Isabel Figueiredo, Literatura Portuguesa, Review

A Gorda de Isabel Figueiredo

Plot summary:
Maria Luísa, a heroína deste romance, é uma bela rapariga, inteligente, boa aluna, voluntariosa e com uma forte personalidade. Mas é gorda. E isto, esta característica física, incomoda-a de tal modo que coloca tudo o resto em causa. Na adolescência sofre, e aguenta em silêncio, as piadas e os insultos dos colegas, fica esquecida, ao lado da mais feia das suas colegas, no baile dos finalistas do colégio. Mas não desiste, não se verga, e vai em frente, gorda, à procura de uma vida que valha a pena viver.

Este é um dos melhores livros que se escreveu em Portugal nos últimos anos.

Review:
A escrita deste livro é bastante acessível e agarra-nos logo desde o início.

Vamos acompanhando a vida de Maria Luísa, a gorda, desde a sua chegada a Portugal até à atualidade. Os seus pais inicialmente ficaram em África e mandaram-na para a casa de familiares.
Através de saltos no tempo vamos compreendendo a razão dos seus sentimentos tão depressivos em relação à sua imagem.

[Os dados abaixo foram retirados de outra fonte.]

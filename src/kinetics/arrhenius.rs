//! Arrhenius rate constants.
//!
//! k(T) = A · T^β · exp(−E / (R·T))
//!
//! with the modified-Arrhenius exponent β = 1 by default, so the plain law
//! is k = A·T·exp(−E/(R·T)).
//!
//! dk/dT = k · (β/T + E/(R·T²))

use serde::{Deserialize, Serialize};

use crate::constants::GAS_CONSTANT;

/// Arrhenius rate-constant parameters.
#[derive(Clone, Copy, Debug, PartialEq, Serialize, Deserialize)]
#[serde(deny_unknown_fields)]
pub struct Arrhenius {
    /// Pre-exponential factor A
    pub pre_exponential: f64,
    /// Activation energy E (J/mol)
    pub activation_energy: f64,
    /// Temperature exponent β
    pub beta: f64,
    /// Gas constant R (J/K/mol)
    pub gas_constant: f64,
}

impl Arrhenius {
    /// Create with β = 1 and the default gas constant.
    pub fn new(pre_exponential: f64, activation_energy: f64) -> Self {
        Self {
            pre_exponential,
            activation_energy,
            beta: 1.0,
            gas_constant: GAS_CONSTANT,
        }
    }

    /// Set the temperature exponent.
    pub fn with_beta(mut self, beta: f64) -> Self {
        self.beta = beta;
        self
    }

    /// Set the gas constant.
    pub fn with_gas_constant(mut self, gas_constant: f64) -> Self {
        self.gas_constant = gas_constant;
        self
    }

    /// A rate constant that is identically zero.
    pub fn zero() -> Self {
        Self::new(0.0, 0.0)
    }

    /// Rate constant at temperature `t`.
    #[inline]
    pub fn rate(&self, t: f64) -> f64 {
        if self.pre_exponential == 0.0 {
            return 0.0;
        }
        self.pre_exponential
            * t.powf(self.beta)
            * (-self.activation_energy / (self.gas_constant * t)).exp()
    }

    /// dk/dT at temperature `t`.
    #[inline]
    pub fn rate_derivative(&self, t: f64) -> f64 {
        if self.pre_exponential == 0.0 {
            return 0.0;
        }
        self.rate(t) * (self.beta / t + self.activation_energy / (self.gas_constant * t * t))
    }

    /// Reverse rate constant consistent with thermodynamic equilibrium.
    ///
    /// E_r = E_f − ΔH, A_r = A_f · exp(−ΔS/R)
    pub fn equilibrium_reverse(&self, enthalpy: f64, entropy: f64) -> Self {
        Self {
            pre_exponential: self.pre_exponential * (-entropy / self.gas_constant).exp(),
            activation_energy: self.activation_energy - enthalpy,
            beta: self.beta,
            gas_constant: self.gas_constant,
        }
    }
}
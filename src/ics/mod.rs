//! Initial conditions that seed an algebraic variable consistently.
//!
//! Each condition evaluates the relation its sibling kernel constrains, so
//! the first nonlinear residual of that kernel starts at zero.

mod algebraic;

pub use algebraic::{ActivityIC, ButlerVolmerCurrentDensityIC, ButlerVolmerRateIC, CoupledSumIC};
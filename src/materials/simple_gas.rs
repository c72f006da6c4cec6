//! Ideal-gas mixture properties.
//!
//! Per-species correlations combined with mole-fraction mixing rules:
//!
//! - Density: ρ = P·M̄/(R·T), M̄ = Σ yᵢMᵢ
//! - Viscosity: Sutherland per species,
//!   μᵢ = μ₀ᵢ·(T/T₀ᵢ)^{3/2}·(T₀ᵢ + Sᵢ)/(T + Sᵢ),
//!   mixed with Herning–Zipperer μ = Σ yᵢμᵢ√Mᵢ / Σ yᵢ√Mᵢ
//! - Binary diffusivity: Fuller, in cm²/s with P in atm and M in g/mol,
//!   D_ij = 0.00143·T^{1.75} / (P·√M_ij·(V_i^{1/3} + V_j^{1/3})²)
//! - Mixture diffusivity: Wilke, D_i,m = (1 − yᵢ) / Σ_{j≠i} y_j/D_ij
//! - Heat capacity: mass-fraction average of cpᵢ
//! - Thermal conductivity: modified Eucken per species,
//!   kᵢ = μᵢ·(cpᵢ + 1.25·R/Mᵢ), mole-fraction average
//!
//! Pressure is coupled in kPa. Molar masses are configured in g/mol.

use log::debug;
use serde::{Deserialize, Serialize};

use crate::constants::{default_gas_constant, STANDARD_TEMPERATURE};
use crate::error::Result;
use crate::params::{check_lengths, check_non_empty, check_positive, Coupled, CoupledInput, FieldRegistry};
use crate::term::{FieldSource, Material};
use crate::types::{Diffusivity, MolarMass, Pressure, Viscosity};

/// Fuller correlation prefactor (cm²/s, atm, g/mol units).
const FULLER_PREFACTOR: f64 = 0.00143;

/// Per-species gas data.
#[derive(Clone, Debug, Serialize, Deserialize)]
#[serde(deny_unknown_fields)]
pub struct GasSpecies {
    /// Molar mass (g/mol)
    pub molar_mass: f64,
    /// Sutherland reference viscosity μ₀ (Pa·s)
    pub sutherland_viscosity: f64,
    /// Sutherland reference temperature T₀ (K)
    #[serde(default = "default_sutherland_temperature")]
    pub sutherland_temperature: f64,
    /// Sutherland constant S (K)
    pub sutherland_constant: f64,
    /// Fuller diffusion volume (cm³/mol)
    pub diffusion_volume: f64,
    /// Specific heat capacity (J/kg/K)
    pub heat_capacity: f64,
}

fn default_sutherland_temperature() -> f64 {
    273.15
}

/// Configuration of a gas mixture.
#[derive(Clone, Debug, Serialize, Deserialize)]
#[serde(deny_unknown_fields)]
pub struct SimpleGasConfig {
    #[serde(default = "default_temperature")]
    pub temperature: CoupledInput,
    /// Total pressure (kPa)
    #[serde(default = "default_pressure")]
    pub pressure: CoupledInput,
    pub mole_fractions: Vec<CoupledInput>,
    pub species: Vec<GasSpecies>,
    #[serde(default = "default_gas_constant")]
    pub gas_constant: f64,
}

fn default_temperature() -> CoupledInput {
    CoupledInput::Constant(STANDARD_TEMPERATURE)
}

fn default_pressure() -> CoupledInput {
    CoupledInput::Constant(101.325)
}

/// Mixture properties at one point, in SI units.
#[derive(Clone, Copy, Debug, PartialEq)]
pub struct GasProperties {
    /// Temperature (K)
    pub temperature: f64,
    /// Total pressure
    pub pressure: Pressure,
    /// Mean molar mass
    pub molar_mass: MolarMass,
    /// Density (kg/m³)
    pub density: f64,
    /// Dynamic viscosity
    pub viscosity: Viscosity,
    /// Specific heat capacity (J/kg/K)
    pub heat_capacity: f64,
    /// Thermal conductivity (W/m/K)
    pub thermal_conductivity: f64,
}

/// Ideal-gas mixture material.
#[derive(Clone, Debug)]
pub struct SimpleGasProperties {
    temperature: Coupled,
    pressure: Coupled,
    mole_fractions: Vec<Coupled>,
    species: Vec<GasSpecies>,
    gas_constant: f64,
}

impl SimpleGasProperties {
    const NAME: &'static str = "SimpleGasProperties";

    /// Resolve a gas configuration.
    pub fn new(config: &SimpleGasConfig, registry: &FieldRegistry) -> Result<Self> {
        let object = Self::NAME;
        check_non_empty(object, "species", config.species.len())?;
        check_lengths(
            object,
            "mole_fractions",
            config.mole_fractions.len(),
            "species",
            config.species.len(),
        )?;
        for s in &config.species {
            check_positive(object, "molar_mass", s.molar_mass)?;
            check_positive(object, "diffusion_volume", s.diffusion_volume)?;
            check_positive(object, "sutherland_temperature", s.sutherland_temperature)?;
        }
        debug!("{object}: {} species", config.species.len());
        Ok(Self {
            temperature: registry.resolve(object, &config.temperature)?,
            pressure: registry.resolve(object, &config.pressure)?,
            mole_fractions: registry.resolve_all(object, &config.mole_fractions)?,
            species: config.species.clone(),
            gas_constant: config.gas_constant,
        })
    }

    /// Number of species.
    pub fn num_species(&self) -> usize {
        self.species.len()
    }

    /// Species data.
    pub fn species(&self) -> &[GasSpecies] {
        &self.species
    }

    /// Gas constant in use.
    pub fn gas_constant(&self) -> f64 {
        self.gas_constant
    }

    /// Temperature at one point.
    pub fn temperature<S: FieldSource>(&self, source: &S) -> f64 {
        self.temperature.value(source)
    }

    /// Pressure at one point.
    pub fn pressure<S: FieldSource>(&self, source: &S) -> Pressure {
        Pressure::from_kilopascals(self.pressure.value(source))
    }

    /// Molar mass of one species.
    pub fn species_molar_mass(&self, species: usize) -> MolarMass {
        MolarMass::from_grams_per_mole(self.species[species].molar_mass)
    }

    /// Sutherland viscosity of one species.
    pub fn species_viscosity(&self, species: usize, temperature: f64) -> Viscosity {
        let s = &self.species[species];
        let mu = s.sutherland_viscosity
            * (temperature / s.sutherland_temperature).powf(1.5)
            * (s.sutherland_temperature + s.sutherland_constant)
            / (temperature + s.sutherland_constant);
        Viscosity::from_pascal_seconds(mu)
    }

    /// Fuller binary diffusivity between species `i` and `j`.
    pub fn binary_diffusivity(&self, i: usize, j: usize, temperature: f64, pressure: Pressure) -> Diffusivity {
        let a = &self.species[i];
        let b = &self.species[j];
        let m_ij = 2.0 / (1.0 / a.molar_mass + 1.0 / b.molar_mass);
        let volumes = a.diffusion_volume.cbrt() + b.diffusion_volume.cbrt();
        let d = FULLER_PREFACTOR * temperature.powf(1.75)
            / (pressure.atmospheres() * m_ij.sqrt() * volumes * volumes);
        Diffusivity::from_cm2_per_s(d)
    }

    /// Wilke mixture-averaged diffusivity of one species.
    ///
    /// Falls back to the self-diffusivity when no other species is present.
    pub fn molecular_diffusivity<S: FieldSource>(&self, source: &S, species: usize) -> Diffusivity {
        let t = self.temperature(source);
        let p = self.pressure(source);
        let y_i = self.mole_fractions[species].value(source);

        let mut denominator = 0.0;
        for (j, y) in self.mole_fractions.iter().enumerate() {
            if j == species {
                continue;
            }
            let d_ij = self.binary_diffusivity(species, j, t, p).m2_per_s();
            denominator += y.value(source) / d_ij;
        }
        if denominator <= 0.0 {
            return self.binary_diffusivity(species, species, t, p);
        }
        Diffusivity::from_m2_per_s((1.0 - y_i) / denominator)
    }
}

impl Material for SimpleGasProperties {
    type Properties = GasProperties;

    fn name(&self) -> &'static str {
        Self::NAME
    }

    fn compute_properties<S: FieldSource>(&self, source: &S) -> GasProperties {
        let t = self.temperature(source);
        let p = self.pressure(source);

        let mut mean_mass = 0.0;
        let mut mu_num = 0.0;
        let mut mu_den = 0.0;
        let mut conductivity = 0.0;
        for (i, (y, s)) in self.mole_fractions.iter().zip(&self.species).enumerate() {
            let y = y.value(source);
            let m = self.species_molar_mass(i).kilograms_per_mole();
            let mu = self.species_viscosity(i, t).pascal_seconds();
            let sqrt_m = s.molar_mass.sqrt();

            mean_mass += y * m;
            mu_num += y * mu * sqrt_m;
            mu_den += y * sqrt_m;
            conductivity += y * mu * (s.heat_capacity + 1.25 * self.gas_constant / m);
        }

        let mut heat_capacity = 0.0;
        if mean_mass > 0.0 {
            for (i, (y, s)) in self.mole_fractions.iter().zip(&self.species).enumerate() {
                let w = y.value(source) * self.species_molar_mass(i).kilograms_per_mole() / mean_mass;
                heat_capacity += w * s.heat_capacity;
            }
        }

        let viscosity = if mu_den > 0.0 { mu_num / mu_den } else { 0.0 };

        GasProperties {
            temperature: t,
            pressure: p,
            molar_mass: MolarMass::from_kilograms_per_mole(mean_mass),
            density: p.pascals() * mean_mass / (self.gas_constant * t),
            viscosity: Viscosity::from_pascal_seconds(viscosity),
            heat_capacity,
            thermal_conductivity: conductivity,
        }
    }
}

#[cfg(test)]
mod tests {
    use super::*;
    use crate::term::{AuxContext, FieldValue};

    fn air_co2_config() -> SimpleGasConfig {
        SimpleGasConfig {
            temperature: "T".into(),
            pressure: CoupledInput::Constant(101.325),
            mole_fractions: vec!["y_n2".into(), "y_co2".into()],
            species: vec![
                GasSpecies {
                    molar_mass: 28.014,
                    sutherland_viscosity: 1.663e-5,
                    sutherland_temperature: 273.15,
                    sutherland_constant: 107.0,
                    diffusion_volume: 18.5,
                    heat_capacity: 1040.0,
                },
                GasSpecies {
                    molar_mass: 44.01,
                    sutherland_viscosity: 1.37e-5,
                    sutherland_temperature: 273.15,
                    sutherland_constant: 222.0,
                    diffusion_volume: 26.7,
                    heat_capacity: 844.0,
                },
            ],
            gas_constant: crate::constants::GAS_CONSTANT,
        }
    }

    #[test]
    fn test_pure_nitrogen_density() {
        let reg = FieldRegistry::with_fields(["T", "y_n2", "y_co2"]);
        let gas = SimpleGasProperties::new(&air_co2_config(), &reg).unwrap();
        let fields = [FieldValue::new(300.0), FieldValue::new(1.0), FieldValue::new(0.0)];
        let props = gas.compute_properties(&AuxContext::new(&fields));

        let expected = 101_325.0 * 0.028014 / (crate::constants::GAS_CONSTANT * 300.0);
        assert!((props.density - expected).abs() < 1e-10);
        assert!((props.heat_capacity - 1040.0).abs() < 1e-10);
        assert!((props.molar_mass.grams_per_mole() - 28.014).abs() < 1e-9);
    }

    #[test]
    fn test_sutherland_reference_point() {
        let reg = FieldRegistry::with_fields(["T", "y_n2", "y_co2"]);
        let gas = SimpleGasProperties::new(&air_co2_config(), &reg).unwrap();
        let mu = gas.species_viscosity(0, 273.15);
        assert!((mu.pascal_seconds() - 1.663e-5).abs() < 1e-18);
    }

    #[test]
    fn test_fuller_magnitude() {
        // N2–CO2 at 300 K and 1 atm is about 0.16 cm²/s
        let reg = FieldRegistry::with_fields(["T", "y_n2", "y_co2"]);
        let gas = SimpleGasProperties::new(&air_co2_config(), &reg).unwrap();
        let d = gas.binary_diffusivity(0, 1, 300.0, Pressure::from_kilopascals(101.325));
        assert!(d.cm2_per_s() > 0.1 && d.cm2_per_s() < 0.25);
    }

    #[test]
    fn test_wilke_binary_limit() {
        // In a binary mixture the Wilke average reduces to D_12
        let reg = FieldRegistry::with_fields(["T", "y_n2", "y_co2"]);
        let gas = SimpleGasProperties::new(&air_co2_config(), &reg).unwrap();
        let fields = [FieldValue::new(350.0), FieldValue::new(0.7), FieldValue::new(0.3)];
        let ctx = AuxContext::new(&fields);
        let d_mix = gas.molecular_diffusivity(&ctx, 1).m2_per_s();
        let d_12 = gas
            .binary_diffusivity(1, 0, 350.0, Pressure::from_kilopascals(101.325))
            .m2_per_s();
        assert!((d_mix - d_12).abs() < 1e-12 * d_12.abs().max(1.0));
    }

    #[test]
    fn test_species_mismatch() {
        let reg = FieldRegistry::with_fields(["T", "y_n2", "y_co2"]);
        let mut cfg = air_co2_config();
        cfg.mole_fractions.pop();
        assert!(SimpleGasProperties::new(&cfg, &reg).is_err());
    }
}
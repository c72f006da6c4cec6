//! Stepwise-with-ramp schedules.
//!
//! A schedule is a start value followed by steps `(time, value, span)`.
//! At `time` the output starts moving linearly from the previous plateau
//! to `value`, reaching it at `time + span`; a zero span is a jump.
//!
//! Evaluation recomputes from `t` alone, so evaluating at an earlier time
//! after a rejected step gives the same answer as the first time.

use log::debug;

use crate::error::{ConfigurationError, Result};
use crate::params::{check_lengths, check_non_negative};

/// One scheduled change.
#[derive(Clone, Copy, Debug, PartialEq)]
pub struct ScheduleStep {
    /// Time the change starts
    pub time: f64,
    /// Plateau value after the change
    pub value: f64,
    /// Ramp duration (0 for a jump)
    pub span: f64,
}

/// Piecewise-linear-with-plateaus function of time.
#[derive(Clone, Debug, PartialEq)]
pub struct TemporalSchedule {
    start_value: f64,
    steps: Vec<ScheduleStep>,
}

impl TemporalSchedule {
    /// Build a schedule from parallel lists.
    ///
    /// `spans` may be empty (all jumps). Times must be non-decreasing and
    /// each ramp must finish before the next step starts.
    pub fn new(
        object: &'static str,
        start_value: f64,
        times: &[f64],
        values: &[f64],
        spans: &[f64],
    ) -> Result<Self> {
        check_lengths(object, "times", times.len(), "values", values.len())?;
        let spans: Vec<f64> = if spans.is_empty() {
            vec![0.0; times.len()]
        } else {
            check_lengths(object, "times", times.len(), "time_spans", spans.len())?;
            spans.to_vec()
        };

        let mut steps: Vec<ScheduleStep> = Vec::with_capacity(times.len());
        for ((&time, &value), &span) in times.iter().zip(values).zip(&spans) {
            check_non_negative(object, "time_spans", span)?;
            if let Some(prev) = steps.last().copied() {
                if time < prev.time {
                    return Err(ConfigurationError::invalid(
                        object,
                        format!("times must be non-decreasing ({} after {})", time, prev.time),
                    ));
                }
                if prev.time + prev.span > time {
                    return Err(ConfigurationError::invalid(
                        object,
                        format!(
                            "ramp starting at {} overlaps the step at {}",
                            prev.time, time
                        ),
                    ));
                }
            }
            steps.push(ScheduleStep { time, value, span });
        }

        debug!("{object}: schedule with {} steps", steps.len());
        Ok(Self { start_value, steps })
    }

    /// Value before the first step.
    pub fn start_value(&self) -> f64 {
        self.start_value
    }

    /// The scheduled steps.
    pub fn steps(&self) -> &[ScheduleStep] {
        &self.steps
    }

    /// Value at time `t`.
    pub fn value_at(&self, t: f64) -> f64 {
        let mut current = self.start_value;
        for step in &self.steps {
            if t < step.time {
                break;
            }
            if t < step.time + step.span {
                return current + (step.value - current) * (t - step.time) / step.span;
            }
            current = step.value;
        }
        current
    }
}
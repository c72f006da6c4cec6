//! Name-to-index resolution for fields and postprocessors.

use std::collections::HashMap;

use crate::error::{ConfigurationError, Result};
use crate::types::{FieldId, PostprocessorId};

use super::coupled::{Coupled, CoupledInput};

/// Host-provided table of field and postprocessor names.
///
/// Terms resolve every coupled name against this table once, at
/// construction; the resulting indices are stable for the term's lifetime.
#[derive(Clone, Debug, Default)]
pub struct FieldRegistry {
    fields: HashMap<String, FieldId>,
    postprocessors: HashMap<String, PostprocessorId>,
}

impl FieldRegistry {
    /// Create an empty registry.
    pub fn new() -> Self {
        Self::default()
    }

    /// Create a registry whose field ids follow the order of `names`.
    pub fn with_fields<I, S>(names: I) -> Self
    where
        I: IntoIterator<Item = S>,
        S: Into<String>,
    {
        let mut registry = Self::new();
        for name in names {
            registry.add_field(name);
        }
        registry
    }

    /// Register postprocessors in order.
    pub fn with_postprocessors<I, S>(mut self, names: I) -> Self
    where
        I: IntoIterator<Item = S>,
        S: Into<String>,
    {
        for name in names {
            self.add_postprocessor(name);
        }
        self
    }

    /// Register a field; returns its id. Re-registering returns the existing id.
    pub fn add_field(&mut self, name: impl Into<String>) -> FieldId {
        let next = FieldId::new(self.fields.len());
        *self.fields.entry(name.into()).or_insert(next)
    }

    /// Register a postprocessor; returns its id.
    pub fn add_postprocessor(&mut self, name: impl Into<String>) -> PostprocessorId {
        let next = PostprocessorId::new(self.postprocessors.len());
        *self.postprocessors.entry(name.into()).or_insert(next)
    }

    /// Number of registered fields.
    pub fn num_fields(&self) -> usize {
        self.fields.len()
    }

    /// Number of registered postprocessors.
    pub fn num_postprocessors(&self) -> usize {
        self.postprocessors.len()
    }

    /// Look up a field id.
    pub fn field_id(&self, name: &str) -> Option<FieldId> {
        self.fields.get(name).copied()
    }

    /// Resolve a required field name.
    pub fn resolve_field(&self, object: &'static str, name: &str) -> Result<FieldId> {
        self.field_id(name)
            .ok_or_else(|| ConfigurationError::UnknownField {
                object,
                name: name.to_string(),
            })
    }

    /// Resolve a coupled input (field name or constant).
    pub fn resolve(&self, object: &'static str, input: &CoupledInput) -> Result<Coupled> {
        match input {
            CoupledInput::Constant(c) => Ok(Coupled::Constant(*c)),
            CoupledInput::Field(name) => self.resolve_field(object, name).map(Coupled::Field),
        }
    }

    /// Resolve a list of coupled inputs.
    pub fn resolve_all(&self, object: &'static str, inputs: &[CoupledInput]) -> Result<Vec<Coupled>> {
        inputs.iter().map(|i| self.resolve(object, i)).collect()
    }

    /// Resolve a postprocessor name.
    pub fn resolve_postprocessor(&self, object: &'static str, name: &str) -> Result<PostprocessorId> {
        self.postprocessors
            .get(name)
            .copied()
            .ok_or_else(|| ConfigurationError::UnknownPostprocessor {
                object,
                name: name.to_string(),
            })
    }
}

A personagem principal, Maria Luísa, é um tanto depressiva, mas conquistou-me totalmente. Chegamos mesmo a sentir uma grande vontade de falar com ela.
Neste livro, cada capítulo é uma parte da sua casa, a cozinha, o hall e etc., onde a personagem principal partilha os momentos que realmente a marcaram em cada recanto.

Esta é uma história bastante crua e direta, senti mesmo que a autora não teve “papas na língua”, demonstrando que muitas vezes não são coisas da nossa cabeça. Maria Luísa sentia-se mesmo mal no corpo em que vivia, mas a culpa não era apenas dela. As pessoas que a rodeavam também a faziam sentir mal e, por isso, a maior parte do tempo sofria em silêncio.

Durante a leitura gostei bastante do conceito de perda/morte, a personagem estava constantemente num debate/reflexão consigo própria sobre o “quero que vás…. não quero que vás….”.

Por fim, penso que a mensagem mais importante deste livro é que, a Maria Luísa, deixou de ser gorda (sabemos logo no início do livro), mas não foi por isso que deixou de ser quem ela era. O que ainda nos leva a uma parte ainda mais interessante, as suas roupas. Esta achava que elas, as roupas, eram as únicas que a aceitavam pelo facto de lhe servirem quando era gorda, por isso, não se conseguia desfazer delas!

5 estrelas, deve ser lido por todos! Já tenho outro livro desta autora na minha lista to-read, Cadernos de Memórias Coloniais.